After losing Tuesday’s series opener at Fenway Park, the Yankees are 0-6 this year against Boston, a mark of futility they hadn’t achieved since before World War I. So I thought it would be instructive to get some perspective on that era from a man who was there: America’s oldest living sports writer, Rocky Rhodes. His weekly sports column, “The Cat’s Pajamas”, still appears in 7000 newspapers nationwide when not bumped for “The Lockhornes Meet Drabble” or “Classic Police Calls”.
Frankie, my favorite orderly here at the rest home, let me watch SportsCenter in the break room last night (all it cost me were a couple of Vicodins), and I saw that the Yanks had their worst start against the Sox since 1912. I remember that time like it was yesterday, because in my advanced state of dementia, I’m often convinced that it’s still 1912. I also frequently fear that giant squirrels will steal my medicine, but that’s another story.

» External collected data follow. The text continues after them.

//! White-box transport codec.
//!
//! The outer envelope cipher is a table-driven AES variant whose key
//! schedule is baked into eight substitution tables (see [`crate::tables`]).
//! Blocks run through a nibble-wise lookup network: nine table rounds plus a
//! final substitution layer on encrypt, the inverse network on decrypt.
//! Mode is CBC with a zero IV and PKCS#7 padding.
//!
//! On the wire the ciphertext is carried as `"F"` + base64.

use base64::engine::general_purpose::STANDARD;
use base64::Engine;

use crate::error::{CryptoError, CryptoResult};
use crate::tables::{self, WbTables};

const BLOCK: usize = 16;
const ZERO_IV: [u8; BLOCK] = [0u8; BLOCK];

/// Encodes and decodes transport envelopes with the embedded table set.
#[derive(Debug, Clone, Copy)]
pub struct WhiteBoxCodec {
    tables: WbTables,
}

impl WhiteBoxCodec {
    /// Build a codec over the embedded table artifact.
    ///
    /// # Errors
    ///
    /// Returns an error if the artifact fails validation.
    pub fn new() -> CryptoResult<Self> {
        Ok(Self {
            tables: tables::embedded()?,
        })
    }

    /// Encrypt raw bytes: PKCS#7 pad, CBC over the table cipher, zero IV.
    #[must_use]
    pub fn encode(&self, plaintext: &[u8]) -> Vec<u8> {
        let padded = pkcs7_pad(plaintext);
        let mut out = vec![0u8; padded.len()];
        let mut prev = ZERO_IV;
        for (src, dst) in padded.chunks(BLOCK).zip(out.chunks_mut(BLOCK)) {
            let mut block = [0u8; BLOCK];
            for i in 0..BLOCK {
                block[i] = src[i] ^ prev[i];
            }
            let enc = encrypt_block(&self.tables, &block);
            dst.copy_from_slice(&enc);
            prev = enc;
        }
        out
    }

    /// Decrypt raw CBC ciphertext and strip padding.
    ///
    /// # Errors
    ///
    /// Returns an error if the input is block-misaligned or the padding is
    /// invalid.
    pub fn decode(&self, ciphertext: &[u8]) -> CryptoResult<Vec<u8>> {
        if ciphertext.is_empty() {
            return Err(CryptoError::EmptyEnvelope);
        }
        if ciphertext.len() % BLOCK != 0 {
            return Err(CryptoError::BlockMisaligned(ciphertext.len()));
        }
        let mut out = vec![0u8; ciphertext.len()];
        let mut prev = ZERO_IV;
        for (src, dst) in ciphertext.chunks(BLOCK).zip(out.chunks_mut(BLOCK)) {
            let mut block = [0u8; BLOCK];
            block.copy_from_slice(src);
            let dec = decrypt_block(&self.tables, &block);
            for i in 0..BLOCK {
                dst[i] = dec[i] ^ prev[i];
            }
            prev = block;
        }
        pkcs7_strip(&mut out)?;
        Ok(out)
    }

    /// Encode plaintext into a wire envelope string (`F` + base64).
    #[must_use]
    pub fn encode_envelope(&self, plaintext: &[u8]) -> String {
        let ct = self.encode(plaintext);
        format!("F{}", STANDARD.encode(ct))
    }

    /// Decode a wire envelope string back to plaintext bytes.
    ///
    /// Tolerates embedded whitespace and the URL-safe base64 alphabet.
    ///
    /// # Errors
    ///
    /// Returns an error on a missing marker, bad base64, or bad ciphertext.
    pub fn decode_envelope(&self, envelope: &str) -> CryptoResult<Vec<u8>> {
        let payload = normalize_envelope(envelope)?;
        let ct = STANDARD
            .decode(payload.as_bytes())
            .map_err(|e| CryptoError::InvalidBase64(e.to_string()))?;
        self.decode(&ct)
    }
}

/// Strip whitespace, normalize the alphabet, drop the `F` marker, re-pad.
fn normalize_envelope(envelope: &str) -> CryptoResult<String> {
    let mut cleaned: String = envelope
        .chars()
        .filter(|c| !c.is_ascii_whitespace())
        .map(|c| match c {
            '-' => '+',
            '_' => '/',
            other => other,
        })
        .collect();

    if cleaned.is_empty() {
        return Err(CryptoError::EmptyEnvelope);
    }
    if !cleaned.starts_with('F') {
        return Err(CryptoError::MissingMarker);
    }
    cleaned.remove(0);
    let rem = cleaned.len() % 4;
    if rem != 0 {
        cleaned.extend(std::iter::repeat('=').take(4 - rem));
    }
    Ok(cleaned)
}

pub(crate) fn pkcs7_pad(data: &[u8]) -> Vec<u8> {
    let pad = BLOCK - (data.len() % BLOCK);
    let mut out = Vec::with_capacity(data.len() + pad);
    out.extend_from_slice(data);
    out.extend(std::iter::repeat(pad as u8).take(pad));
    out
}

pub(crate) fn pkcs7_strip(data: &mut Vec<u8>) -> CryptoResult<()> {
    let last = *data.last().ok_or(CryptoError::InvalidPadding)?;
    let pad = last as usize;
    if pad == 0 || pad > BLOCK || pad > data.len() {
        return Err(CryptoError::InvalidPadding);
    }
    if data[data.len() - pad..].iter().any(|&b| b != last) {
        return Err(CryptoError::InvalidPadding);
    }
    data.truncate(data.len() - pad);
    Ok(())
}

/// Transpose a 4x4 block into the working state layout (`col*8 + row`).
fn prepare_matrix(block: &[u8; BLOCK], state: &mut [u8; 32]) {
    for col in 0..4 {
        for row in 0..4 {
            state[col * 8 + row] = block[col + row * 4];
        }
    }
}

fn collect_output(state: &[u8; 32]) -> [u8; BLOCK] {
    let mut out = [0u8; BLOCK];
    for col in 0..4 {
        for row in 0..4 {
            out[col + row * 4] = state[col * 8 + row];
        }
    }
    out
}

/// Run one direction of the nibble XOR network over `temp64`.
fn xor_network(xor_table: &[u8], temp64: &[u8; 64], state: &mut [u8; 32], rnd: usize) {
    let mut chain = 1usize;
    for col in 0..4 {
        let mut pb = col;
        for row in 0..4 {
            let first = temp64[pb];
            let mut lo = (first & 0x0F) as usize;
            let mut hi = (first & 0xF0) as usize;
            let others = [temp64[pb + 0x10], temp64[pb + 0x20], temp64[pb + 0x30]];
            let base = row * 0x18 + rnd * 0x60;
            let mut step = chain;
            for b in others {
                let lo_idx = lo | (((b as usize) << 4) & 0xFF);
                hi = ((hi >> 4) | (((b as usize) >> 4) << 4)) & 0xFF;
                lo = (xor_table[(base + step - 1) * 256 + lo_idx] & 0x0F) as usize;
                hi = ((xor_table[(base + step) * 256 + hi] & 0x0F) << 4) as usize;
                step += 2;
            }
            state[row + col * 8] = (hi | lo) as u8;
            pb += 4;
        }
        chain += 6;
    }
}

/// Encrypt a single 16-byte block through the table network.
fn encrypt_block(tables: &WbTables, block: &[u8; BLOCK]) -> [u8; BLOCK] {
    let mut state = [0u8; 32];
    let mut temp64 = [0u8; 64];
    prepare_matrix(block, &mut state);

    for rnd in 0..9 {
        let round_base = rnd * 4;
        let mut perm_at = 0usize;
        for group in 0..4 {
            let perm = tables.perm_encrypt[perm_at] as usize;
            for word in 0..4 {
                let row = (perm + word) & 3;
                let byte = state[group * 8 + row] as usize;
                let idx = byte + (group + (round_base + row) * 4) * 256;
                temp64[group * 16 + word * 4..group * 16 + word * 4 + 4]
                    .copy_from_slice(&tables.round[idx * 4..idx * 4 + 4]);
            }
            perm_at += 2;
        }
        xor_network(tables.xor, &temp64, &mut state, rnd);
    }

    // Final substitution layer with per-column row rotation.
    let snapshot = state;
    for row in 0..4 {
        for col in 0..4 {
            let row_in = (col + row) & 3;
            let idx = snapshot[col * 8 + row_in] as usize + row_in * 0x400 + col * 0x100;
            state[col * 8 + row] = tables.final_[idx];
        }
    }

    collect_output(&state)
}

/// Decrypt a single 16-byte block through the inverse table network.
fn decrypt_block(tables: &WbTables, block: &[u8; BLOCK]) -> [u8; BLOCK] {
    let mut state = [0u8; 32];
    let mut temp64 = [0u8; 64];
    prepare_matrix(block, &mut state);

    for rnd in (1..=9).rev() {
        let round_base = rnd * 4;
        let mut perm_at = 0usize;
        for group in 0..4 {
            let perm = tables.perm_decrypt[perm_at] as usize;
            for word in 0..4 {
                let row = (perm + word) & 3;
                let byte = state[group * 8 + row] as usize;
                let idx = byte + (group + (round_base + row) * 4) * 256;
                temp64[group * 16 + word * 4..group * 16 + word * 4 + 4]
                    .copy_from_slice(&tables.inv_round[idx * 4..idx * 4 + 4]);
            }
            perm_at += 2;
        }
        xor_network(tables.inv_xor, &temp64, &mut state, rnd);
    }

    // First-layer inverse: per-column rotated byte substitution.
    let snapshot = state;
    for row in 0..4 {
        for col in 0..4 {
            let row_in = (row + 4 - col) & 3;
            let idx = snapshot[col * 8 + row_in] as usize + row_in * 0x400 + col * 0x100;
            state[col * 8 + row] = tables.inv_first[idx];
        }
    }

    collect_output(&state)
}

Back then, the Yankees were still called the Highlanders. That’s because one of their alternate home uniforms had a kilt instead of pants. To this day, the 1912 Highlanders have the lowest steal total for a year: one. That one base was stolen by Frank “Crazy Legs” Doogan, who was immediately rushed to the hospital thereafter with an injury I won’t describe here, though it still haunts my nightmares.
The Highlanders were a colorful bunch. They were always joking around and playing pranks, like hitting each other with cream pies and setting fire to the neighborhood stable. They had guys like Joe “Shaky Lips” Miller. Hans “Vinegar Arm” Schaefer. Steve “Hominy Grits” Jones. Fred “Lackawanna Hoodoo” Smith. Nate “Shoe Stealer” Arden. They also had a great utility player, Luigi Russo, who was known affectionately as “The Fucking Wop”.
Their best pitcher was Mike Hagerty, also known as The Giant Mouse. He loaded up the ball with a special mixture of spit, licorice, tobacco juice, castor oil, and his own blood. It was sure hard to hit, because batters didn’t want to come within ten feet of the mess he put on the ball. One guy hit a homer off of him and was laid up for the rest of the season with hepatitis.
The Highlanders had a patented double-play combo where second baseman Harry “Ol’ Knobby” Hooper would feed the ball to shortstop Billy “Tiny Toes” Tyler for the first out, then Tyler would zip the ball at the head of the guy running to first. Back then, if you were knocked unconscious, regardless of the cause, you were called out.
That’s why so many catchers had mitts made of brick or cinder block. They caused a lot of passed balls, but nothing was better for knocking a runner at the plate out cold. In a few years, though, they had to ban the really hard gloves. So many skull-crushings at the plate slowed down the game, because you had to call the morgue to remove the body, which took forever in the day of the horse-drawn hearse. Not to mention all the grieving widows laying wreathes at the plate and whatnot.
A fun bunch, the Highlanders were, but they were no match for Boston. The team wasn’t known as the Red Sox yet. Sometimes they were called the Beaneaters, sometimes the Pilgrims, sometimes the Ralph Waldo Emersons. Then, the Henry David Thoreaus, or the Nathaniel Hawthornes. That was eventually shortened to a more convenient, catch-all nickname: The Transcendentalist Literature Enthusiasts.
Within a few years, they started wearing crimson stockings, and I referred to them in my column as the “Boston Encarnadine Foot-Coverings”. The name stuck! Albeit in a different and far less unwieldy form.
Boston had some great sluggers, like Bobby “The Robert” Tompkins, who clubbed 8 four-baggers in 1912–and only one of those bombs was cow-assisted! Back then, if the ball was eaten by an animal grazing in the outfield, it was scored a home run. The sports world lost a real star when he was gored by a bull at Briggs Stadium in 1921.
Boston also had Jim “Occasional Lighning” Brady, who hit 45 triples that year. He was an expert at pulling the ball all the way into the left field corner. Then, when the fielders ran after the ball, he would run from first to third in a straight line. He’d usually jump-kick the shortstop on his way there, for good measure.
Was it legal? Absolutely not, but back then nobody played by the rules. That’s what made it so damn fun! Pitchers would lob balls made of dry clay to the plate. Batters used to stand 20 feet from the mound and dare the ump to move them back. It was a like a marvelous chess game, but with a lot more heavy drinking. And punching. And the occasional on-field suicide.
But those days are gone forever, and nothing’s gonna bring them back. Except for my senility-induced time-slippage. Now, if you’ll excuse me, I have to shoo a giant squirrel away from my Flomax.